The best zone for the offshore tuna fishing is currently within 40 miles of Point Loma for boats fishing areas such as the waters outside of the 230 Spot, the area to the west and southwest of the 371 Bank and the area around and outside of the Upper Hidden Bank. Over the past weekend most of the action was coming from an area spread from 30 to 40 miles 192 to 224 degrees from Point Loma.

Some sportboat counts from June 23 starts with Seaforth Sportfishing. San Diego had a full-day trip with 40 anglers catch 20 bluefin. Seaforth Sportfishing also had Aztec fishing an overnight trip with 25 anglers who caught 16 bluefin and one yellowtail.

Fisherman’s Landing reported Liberty ran a full-day trip with 39 anglers who caught 15 bluefin and two yellowfins.

Point Loma Sportfishing reported New Lo-An was out on a 1.5-day trip and posted a count of 19 bluefin tuna, 78 yellowtails and one yellowfin.

H&M Landing reported Relentless fished an overnight trip with 17 anglers catching 64 yellowtails. Old Glory’s overnight trip with 36 anglers came back with 12 bluefin, two yellowtails and one yellowfin. H&M Landing also had a full-day trip on Vendetta with 12 anglers who caught four bluefin.

The bluefin tuna have ranged in size from 20 to 200+ pounds with most falling within the 60- to 90-pound range. Bluefin schools have been located by finding sonar marks, meter marks, kelp paddies and spots of breaking, breezing, foaming or puddling fish. Yellowfin tuna have ranged in size from 12 to 50 pounds with most falling within the 15- to 25-pound range. Yellowfin have been biting from blind trolling strikes, sonar marks, meter marks, spots of breaking, breezing or puddling fish and from fishing around porpoise schools. Kelp paddies have been producing the yellowtail and Dorado. Most of the yellowtails have been 12- to 15-pound fish.

Once located, bluefin have been biting on fly-lined sardines, kite fished sardines, sardines fished with torpedo sinkers, poppers, surface iron and flat fall jigs. If you have room for all the tackle, it works out well to carry live bait outfits with fluorocarbon leaders ranging from 30-pound to 100-pound test to be able to adjust your tackle selection based on how aggressive the bluefin are and how big the fish happen to be in the school of fish you are working. A 25-pound test outfit would also be nice to carry for kelp paddie yellowtail, Dorado and yellowfin.

Private boater Bill Parker of Cabo fished on June 21 and reported finding good kelp paddie yellowtail action while fishing between the 425 Bank and the Upper Hidden Bank. Parker reported the three anglers aboard caught nine of the 12- to 15-pound yellowtail while working from 25 to 39 miles 183 to 187 degrees from Point Loma. Once he arrived at the Upper Hidden Bank, Parker started seeing lots of spots of breaking bluefin tuna.
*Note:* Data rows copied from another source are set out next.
use crate::config::Overrides;
use crate::transform::Engine;
use clap::{ArgAction, Parser, Subcommand};
use std::path::PathBuf;

#[derive(Parser)]
#[command(
    name = "img-shrink",
    about = "A tool for shrinking image files",
    long_about = "img-shrink shrinks image files in place and reports the original size, \
                  new size, and shrink percentage of every file plus a summary. \
                  Files are processed concurrently with a configurable limit.",
    version,
    after_help = "EXAMPLES:\n  \
    img-shrink shrink photo.jpg\n  \
    img-shrink shrink \"./images/*.jpg\" -l 70 -c 8\n  \
    img-shrink shrink ./album -r -e native -vv\n  \
    img-shrink --config shrink.yaml shrink \"*.png\""
)]
pub struct Args {
    #[arg(
        short = 'v',
        long,
        global = true,
        action = ArgAction::Count,
        help = "Increase verbosity (-v warnings, -vv info, -vvv debug)"
    )]
    pub verbose: u8,

    #[arg(
        long,
        global = true,
        value_name = "PATH",
        help = "Config file (default is $HOME/.img-shrink.yaml)"
    )]
    pub config: Option<PathBuf>,

    #[command(subcommand)]
    pub command: Commands,
}

#[derive(Subcommand)]
pub enum Commands {
    #[command(
        about = "Shrink image files",
        long_about = "Shrink image files and display the original size, new size, and shrink percentage. \
                      Arguments may be file paths, glob patterns or directories."
    )]
    Shrink {
        #[arg(
            required = true,
            value_name = "FILES",
            help = "Image files, glob patterns or directories"
        )]
        files: Vec<String>,

        #[arg(
            short = 'l',
            long,
            help = "Compression level (1-100, lower means smaller file) [default: 80]"
        )]
        level: Option<u8>,

        #[arg(
            short = 'c',
            long,
            help = "Number of images to process concurrently [default: 4]"
        )]
        concurrency: Option<usize>,

        #[arg(
            short = 'e',
            long,
            value_enum,
            help = "Transform engine [default: magick]"
        )]
        engine: Option<Engine>,

        #[arg(
            short = 'r',
            long,
            help = "Process subdirectories recursively",
            long_help = "When an argument is a directory, also shrink images in its subdirectories."
        )]
        recursive: bool,

        #[arg(long, help = "Hide the progress bar")]
        no_progress: bool,
    },

    #[command(about = "Print the version number")]
    Version,
}

/// Flags left unset fall through to the config file and environment.
pub fn shrink_overrides(
    level: Option<u8>,
    concurrency: Option<usize>,
    engine: Option<Engine>,
    recursive: bool,
    no_progress: bool,
) -> Overrides {
    Overrides {
        level,
        concurrency,
        engine,
        recursive: recursive.then_some(true),
        progress: no_progress.then_some(false),
    }
}
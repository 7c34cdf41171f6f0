use tracing::level_filters::LevelFilter;
use tracing_subscriber::EnvFilter;

/// Maps the `-v` count to the most verbose level shown.
pub fn level_for(verbosity: u8) -> LevelFilter {
    match verbosity {
        0 => LevelFilter::ERROR,
        1 => LevelFilter::WARN,
        2 => LevelFilter::INFO,
        _ => LevelFilter::DEBUG,
    }
}

/// Installs the stderr subscriber. `RUST_LOG` takes precedence over `verbosity`.
///
/// Returns `false` if a global subscriber was already installed.
pub fn init(verbosity: u8) -> bool {
    let filter = EnvFilter::builder()
        .with_default_directive(level_for(verbosity).into())
        .from_env_lossy();

    tracing_subscriber::fmt()
        .with_env_filter(filter)
        .with_writer(std::io::stderr)
        .with_target(false)
        .without_time()
        .try_init()
        .is_ok()
}
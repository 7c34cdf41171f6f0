use crate::constants::BYTES_PER_MIB;
use crate::error::{Result, ShrinkError};
use crate::worker::{shrink_percentage, ShrinkResult};
use std::io::{self, Write};

/// Aggregate sizes over the successful files of a batch.
#[derive(Debug, Clone, Copy, Default, PartialEq, Eq)]
pub struct Totals {
    pub original_size: u64,
    pub new_size: u64,
}

impl Totals {
    pub fn add(&mut self, result: &ShrinkResult) {
        self.original_size += result.original_size();
        self.new_size += result.new_size();
    }

    pub fn shrink_percentage(&self) -> f64 {
        shrink_percentage(self.original_size, self.new_size)
    }
}

/// Renders the results of a batch.
///
/// `results` arrive sorted by path and only ever contain verified successes.
pub trait ShrinkReporter {
    fn report(&mut self, results: &[ShrinkResult], totals: &Totals) -> Result<()>;
}

/// Writes one line per file and a summary line.
pub struct ConsoleReporter<W: Write> {
    out: W,
}

impl ConsoleReporter<io::Stdout> {
    pub fn stdout() -> Self {
        Self::new(io::stdout())
    }
}

impl<W: Write> ConsoleReporter<W> {
    pub fn new(out: W) -> Self {
        Self { out }
    }

    pub fn into_inner(self) -> W {
        self.out
    }

    fn write_report(&mut self, results: &[ShrinkResult], totals: &Totals) -> io::Result<()> {
        for result in results {
            writeln!(
                self.out,
                "{}: {}",
                result.path().display(),
                format_sizes(result.original_size(), result.new_size())
            )?;
        }

        writeln!(
            self.out,
            "\nSummary: {}",
            format_sizes(totals.original_size, totals.new_size)
        )?;
        self.out.flush()
    }
}

impl<W: Write> ShrinkReporter for ConsoleReporter<W> {
    fn report(&mut self, results: &[ShrinkResult], totals: &Totals) -> Result<()> {
        self.write_report(results, totals).map_err(ShrinkError::Report)
    }
}

/// `<orig> MB → <new> MB (<pct>% smaller)`, sizes in MiB to two decimals.
pub fn format_sizes(original_size: u64, new_size: u64) -> String {
    format!(
        "{:.2} MB → {:.2} MB ({:.2}% smaller)",
        to_mib(original_size),
        to_mib(new_size),
        shrink_percentage(original_size, new_size)
    )
}

fn to_mib(bytes: u64) -> f64 {
    bytes as f64 / BYTES_PER_MIB
}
He said they worked one spot of breaking bluefin after the next and could not get them to bite their baits and lures.

Private boater, Capt. Maurice Smith of Dos Hermanos reported fishing at the Upper Hidden Bank area on June 22. Smith reported seeing lots of spots of breaking bluefin tuna and yellowfin tuna but said the fish were not very interested in biting for them. They tried a wide variety of baits and lures and were able to hook one bluefin biting on a fly-lined mackerel. Unfortunately, the circle hook pulled out of the bluefin tuna’s mouth during the fight and the fish was lost.

Smith passed along a report of a marlin baited by a boat in the tuna fleet at the Upper Hidden Bank on June 22. Another report of a marlin sighting was the next day.

Private boater Floyd Sparks of Tuna Kahuna fished with his son Dillon, 15, and friend Nate, 16, aboard on June 23. Sparks reported they had an epic day of bluefin fishing. Sparks went to an area outside of the 230 Spot where there was not much boat traffic and where there had been some good numbers of bluefin reported to be showing the day before. That move paid off in a big way as they found an area with lots of bluefin tuna with very few boats around and were able to catch their limits of 80- to 90-pound bluefin. Sparks said that the bluefin were puddling around on the surface early in the day. The schools of bluefin became more active as the day progressed and started showing in the way of spots of foaming fish after 2:00 PM. Sparks said at one point he was looking at 6 spots of foaming bluefin that were up crashing on the surface at the same time.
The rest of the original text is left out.